Historically, landslides that begin on land and fall into oceans or fjords—also known as subaerial-to-submarine landslides—are rare. Big waves result when they do occur: Subaerial-to-submarine landslides were responsible for all 10 of the highest tsunami run-ups on record. In 1958, for example, a 7.8 magnitude earthquake in Lituya Bay, Alaska, triggered a rockfall into a fjord. The resulting splash caused the world’s highest tsunami run-up, reaching more than 500 meters above sea level—higher than many skyscrapers.
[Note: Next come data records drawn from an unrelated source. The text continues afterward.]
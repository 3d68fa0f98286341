//! Domain name label codec (RFC1035 §3.1 and §4.1.4)
//!
//! A domain name travels on the wire as a sequence of labels, each one a
//! length octet followed by that many octets, terminated by the zero-length
//! root label. To save space a name, or any suffix of it, may instead end in
//! a two-octet pointer to an earlier occurrence inside the same message.
//!
//! [`LabelCodec::decode`] follows those pointers, including chains where a
//! pointed-to name ends in yet another pointer. Inbound datagrams are
//! attacker controlled, so pointer following is iterative and bounded: a
//! target that was already visited for the current name, or a chain longer
//! than [`MAX_POINTER_HOPS`], is reported as [`DecodeErrors::PointerLoop`].
//! The decoded name is held to [`MAX_NAME_LEN`] encoded bytes, counting
//! labels reached through pointers, so a short pointer cannot expand into
//! an oversized name.
//!
//! [`LabelCodec::encode`] only ever writes literal labels. Outbound queries
//! carry a single name, so there is nothing to compress.
//!
//! # Example
//!
//! ```rust
//! use lurecast::dns::compressor::LabelCodec;
//!
//! let wire = LabelCodec::encode("fileserver.corp").unwrap();
//! let (labels, next) = LabelCodec::decode(&wire, 0).unwrap();
//!
//! assert_eq!(labels, vec!["fileserver", "corp"]);
//! assert_eq!(next, wire.len());
//! ```
use std::collections::HashSet;

use crate::dns::{DecodeErrors, EncodeErrors, wire};

/// Longest label allowed by RFC1035.
pub const MAX_LABEL_LEN: usize = 63;
/// Longest encoded name allowed by RFC1035, root label included.
pub const MAX_NAME_LEN: usize = 255;
/// Upper bound on compression pointers followed while decoding one name.
pub const MAX_POINTER_HOPS: usize = 128;

const POINTER_MASK: u8 = 0b1100_0000;
const OFFSET_MASK: u16 = 0x3FFF;

#[derive(Debug, Clone, Copy, PartialEq, Eq)]
pub struct LabelCodec;

impl LabelCodec {
    /// Decodes the name starting at `offset`.
    ///
    /// Returns the labels in order and the offset of the first byte after
    /// the name as it appears at `offset`. A pointer is a 2-byte terminal
    /// construct, so once one is met the returned offset is fixed at the
    /// pointer position + 2, however many labels the target resolves to.
    ///
    /// The pointer takes the form of a two octet sequence:
    ///
    ///   +--+--+--+--+--+--+--+--+--+--+--+--+--+--+--+--+
    ///   | 1  1|                OFFSET                   |
    ///   +--+--+--+--+--+--+--+--+--+--+--+--+--+--+--+--+
    ///
    /// The `01` and `10` prefixes are reserved and rejected. A name longer
    /// than [`MAX_NAME_LEN`] once resolved is [`DecodeErrors::NameTooLong`].
    pub fn decode(message: &[u8], offset: usize) -> Result<(Vec<String>, usize), DecodeErrors> {
        let mut labels = Vec::new();
        let mut cursor = offset;
        let mut resume_at: Option<usize> = None;
        let mut visited: HashSet<usize> = HashSet::new();
        // root label included
        let mut name_len = 1;

        loop {
            let length = wire::read_u8(message, cursor)?;

            match length & POINTER_MASK {
                POINTER_MASK => {
                    let target = (wire::read_u16(message, cursor)? & OFFSET_MASK) as usize;

                    if target >= message.len() {
                        return Err(DecodeErrors::PointerOutOfRange {
                            offset: cursor,
                            target,
                            len: message.len(),
                        });
                    }
                    if visited.len() >= MAX_POINTER_HOPS || !visited.insert(target) {
                        return Err(DecodeErrors::PointerLoop {
                            offset: cursor,
                            target,
                        });
                    }

                    resume_at.get_or_insert(cursor + 2);
                    cursor = target;
                }
                0 => {
                    cursor += 1;

                    if length == 0 {
                        return Ok((labels, resume_at.unwrap_or(cursor)));
                    }

                    name_len += length as usize + 1;
                    if name_len > MAX_NAME_LEN {
                        return Err(DecodeErrors::NameTooLong { offset });
                    }

                    let raw = wire::take(message, cursor, length as usize)?;
                    labels.push(label_text(raw));
                    cursor += length as usize;
                }
                _ => {
                    return Err(DecodeErrors::ReservedLabelType {
                        byte: length,
                        offset: cursor,
                    });
                }
            }
        }
    }

    /// Encodes `name` as literal labels followed by the root label.
    ///
    /// Empty components are skipped, so `"host."`, `".host"` and `"host"`
    /// encode identically, and `""` or `"."` encode to the bare root label.
    pub fn encode(name: &str) -> Result<Vec<u8>, EncodeErrors> {
        let mut message = Vec::with_capacity(name.len() + 2);
        Self::encode_into(name, &mut message)?;
        Ok(message)
    }

    /// Appends the encoded form of `name` to `message`.
    ///
    /// On error `message` is left unchanged.
    pub fn encode_into(name: &str, message: &mut Vec<u8>) -> Result<(), EncodeErrors> {
        let start = message.len();

        for label in name.split('.').filter(|label| !label.is_empty()) {
            if label.len() > MAX_LABEL_LEN {
                message.truncate(start);
                return Err(EncodeErrors::LabelTooLong(label.to_string()));
            }
            message.push(label.len() as u8);
            message.extend_from_slice(label.as_bytes());
        }
        message.push(0);

        if message.len() - start > MAX_NAME_LEN {
            message.truncate(start);
            return Err(EncodeErrors::NameTooLong(name.to_string()));
        }
        Ok(())
    }
}

/// UTF-8 text of a label, or its escaped byte rendering (`b'\xff...'`).
fn label_text(raw: &[u8]) -> String {
    match std::str::from_utf8(raw) {
        Ok(text) => text.to_string(),
        Err(_) => bytes_literal(raw),
    }
}

/// Renders `raw` as a bytes literal. Single quotes unless the label holds a
/// `'` and no `"`.
fn bytes_literal(raw: &[u8]) -> String {
    let quote = if raw.contains(&b'\'') && !raw.contains(&b'"') {
        b'"'
    } else {
        b'\''
    };

    let mut out = String::with_capacity(raw.len() + 3);
    out.push('b');
    out.push(quote as char);
    for &byte in raw {
        match byte {
            b'\\' => out.push_str("\\\\"),
            b'\t' => out.push_str("\\t"),
            b'\n' => out.push_str("\\n"),
            b'\r' => out.push_str("\\r"),
            _ if byte == quote => {
                out.push('\\');
                out.push(byte as char);
            }
            0x20..=0x7E => out.push(byte as char),
            _ => out.push_str(&format!("\\x{byte:02x}")),
        }
    }
    out.push(quote as char);
    out
}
Most of the big landslide-triggered tsunamis occurred more than 60 years ago, before scientists were systematically tracking them. So when the 2015 Taan Fiord landslide occurred, scientists flocked to study its impacts. In their new study, Haeussler et al. used sonar and seismic data to make underwater 3-D maps of the fjord and compare them to similar maps produced before the slide.
 

Within a stone's throw of the steep shoreline, the USGS research vessel Alaskan Gyre collects multibeam bathymetry data above the Taan Fiord landslide. Note the upper right chart plotter screen shows the vessel on land in the center of the screen. This area had not had a proper bathymetric survey since deglaciation about 30 years ago. Credit: Peter Haeussler/USGS/Public Domain
 

The team was able to account for the different parts of the landslide deposit. The initial landslide was about 76 million cubic meters. About 50 million cubic meters entered the water, but that amount had the energy to dislodge an additional 100 million cubic meters of underwater debris. Large, angular, block-like deposits up to 45 meters thick marked where the slide had occurred, including one large chunk that the team dubbed “Edgar,” which was transported 1.5 kilometers underwater all the way across the fjord and then deposited on land. Thick layers of deposited sediment called megaturbidites settled on the fjord floor minutes to days after the landslide, and underwater signs of the slide could be found as far as 6 kilometers away, they report.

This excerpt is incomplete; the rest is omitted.